3.1. Selection of CpG Sites in Serum NEUROG1 in the Case-Control Cohort

The methylation status of NEUROG1, based on bisulfite pyrosequencing, was analyzed to evaluate the individual discriminatory capability of each of the 12 CpG sites interrogated. Methylation values were skewed towards 0% and did not follow a normal distribution. Methylation differences at each single CpG site was evaluated in individuals with no colorectal pathology and AN. Mean and median methylation for each CpG site are shown in Supplementary Table S1. All CpG sites showed increased methylation in the AN group compared to controls, with statistically significant differences only for CpG 9. The highest AUC values for the detection of AN were found for CpG 7, 8, 9 and 12, ranging from 0.573 to 0.633. Hence, the mean methylation percentage of these four sites resulted in significant differences when comparing no colorectal findings and AN, with an AUC value of 0.652 (Supplementary Table S1). Based on this result, the methylation analysis of NEUROG1 using MS-qPCR was restricted to CpG sites 7, 8, 9 and 12.

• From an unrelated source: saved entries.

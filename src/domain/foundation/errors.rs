//! Error types for the domain layer.

use std::collections::HashMap;
use std::error::Error;
use std::fmt;
use thiserror::Error;

/// Errors that occur during value object construction.
#[derive(Debug, Clone, PartialEq, Eq, Error)]
pub enum ValidationError {
    #[error("Field '{field}' cannot be empty")]
    EmptyField { field: String },

    #[error("Field '{field}' has invalid format: {reason}")]
    InvalidFormat { field: String, reason: String },
}

impl ValidationError {
    /// Creates an empty field validation error.
    pub fn empty_field(field: impl Into<String>) -> Self {
        ValidationError::EmptyField { field: field.into() }
    }

    /// Creates an invalid format validation error.
    pub fn invalid_format(field: impl Into<String>, reason: impl Into<String>) -> Self {
        ValidationError::InvalidFormat {
            field: field.into(),
            reason: reason.into(),
        }
    }
}

/// Error codes organized by category.
///
/// The transport layer maps these onto status codes; nothing in this crate
/// knows about HTTP.
#[derive(Debug, Clone, Copy, PartialEq, Eq, Hash)]
pub enum ErrorCode {
    // Validation errors
    ValidationFailed,
    EmptyField,
    InvalidFormat,
    InvalidConfirmation,

    // Not found errors
    ConversationNotFound,
    NoCurrentStory,

    // Authorization errors
    Forbidden,

    // Generation backend errors
    ClassificationFailed,
    GenerationUnavailable,

    // Infrastructure errors
    DatabaseError,
}

impl fmt::Display for ErrorCode {
    fn fmt(&self, f: &mut fmt::Formatter<'_>) -> fmt::Result {
        let s = match self {
            ErrorCode::ValidationFailed => "VALIDATION_FAILED",
            ErrorCode::EmptyField => "EMPTY_FIELD",
            ErrorCode::InvalidFormat => "INVALID_FORMAT",
            ErrorCode::InvalidConfirmation => "INVALID_CONFIRMATION",
            ErrorCode::ConversationNotFound => "CONVERSATION_NOT_FOUND",
            ErrorCode::NoCurrentStory => "NO_CURRENT_STORY",
            ErrorCode::Forbidden => "FORBIDDEN",
            ErrorCode::ClassificationFailed => "CLASSIFICATION_FAILED",
            ErrorCode::GenerationUnavailable => "GENERATION_UNAVAILABLE",
            ErrorCode::DatabaseError => "DATABASE_ERROR",
        };
        write!(f, "{}", s)
    }
}

/// Standard domain error with code, message, and optional details.
#[derive(Debug, Clone)]
pub struct DomainError {
    pub code: ErrorCode,
    pub message: String,
    pub details: HashMap<String, String>,
}

impl DomainError {
    /// Creates a new domain error.
    pub fn new(code: ErrorCode, message: impl Into<String>) -> Self {
        Self {
            code,
            message: message.into(),
            details: HashMap::new(),
        }
    }

    /// Creates a validation error for a specific field.
    pub fn validation(field: impl Into<String>, message: impl Into<String>) -> Self {
        Self::new(ErrorCode::ValidationFailed, message).with_detail("field", field.into())
    }

    /// Creates a database error.
    pub fn database(message: impl Into<String>) -> Self {
        Self::new(ErrorCode::DatabaseError, message)
    }

    /// Adds a detail to the error.
    pub fn with_detail(mut self, key: impl Into<String>, value: impl Into<String>) -> Self {
        self.details.insert(key.into(), value.into());
        self
    }
}

impl fmt::Display for DomainError {
    fn fmt(&self, f: &mut fmt::Formatter<'_>) -> fmt::Result {
        write!(f, "[{}] {}", self.code, self.message)
    }
}

impl Error for DomainError {}

impl From<ValidationError> for DomainError {
    fn from(err: ValidationError) -> Self {
        let code = match err {
            ValidationError::EmptyField { .. } => ErrorCode::EmptyField,
            ValidationError::InvalidFormat { .. } => ErrorCode::InvalidFormat,
        };
        DomainError::new(code, err.to_string())
    }
}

3.2. Methylation Analysis of Serum NEUROG1 in the Screening Cohort

Methylation analysis by MS-qPCR of the selected CpG sites, quantified in 504 individuals, did not show a normal distribution, resulting in 73.02% of the cases with 0% methylation. Methylation levels analyzed according to demographic variables (Supplementary Table S2) indicated that older individuals and males showed slightly higher NEUROG1 methylation, though no statistically significant. No differences regarding familial risk were found.
In relation to the colorectal findings groups (Table 1), 0.00% (0.00–0.00%) median and IQR methylation of NEUROG1 resulted in individuals with no colorectal findings and all the benign pathology sub-groups (inflammatory and hyperplastic polyps, hemorrhoids, diverticula and other benign pathologies). When methylation was compared between groups with no colorectal findings and benign sub-groups, no statistical differences were found, except for hyperplastic polyps (Mann–Whitney test, p-value = 0.037).
Methylated NEUROG1 was comparable in non-advanced adenomas and no neoplasia which included those with no colorectal findings and benign pathologies. However, individuals bearing AA exhibited increased methylation, resulting in significant differences compared to no colorectal findings, no neoplasia, and even non-advanced adenomas (Mann–Whitney tests, p-values < 0.001). In a detailed analysis according to the characteristics of adenomas (Table 2), we found that individuals with adenomas sized ≥10 mm and with villous component registered elevated methylated NEUROG1 in contrast to small and tubular adenomas (Mann–Whitney tests, p-values < 0.001). Differences were absent between 1–2 vs. 3 or more adenomas, or distal vs. only proximal location.
Regarding CRC, increased NEUROG1 methylation was also evidenced, with statistically significant differences when compared to no colorectal findings group and no neoplasia (Mann–Whitney tests, p-value = 0.026 and p-value = 0.011, respectively). Differences were maintained when considering AN as a whole (Mann–Whitney test, p-value < 0.001), suggesting its utility for the detection of both CRC and AA.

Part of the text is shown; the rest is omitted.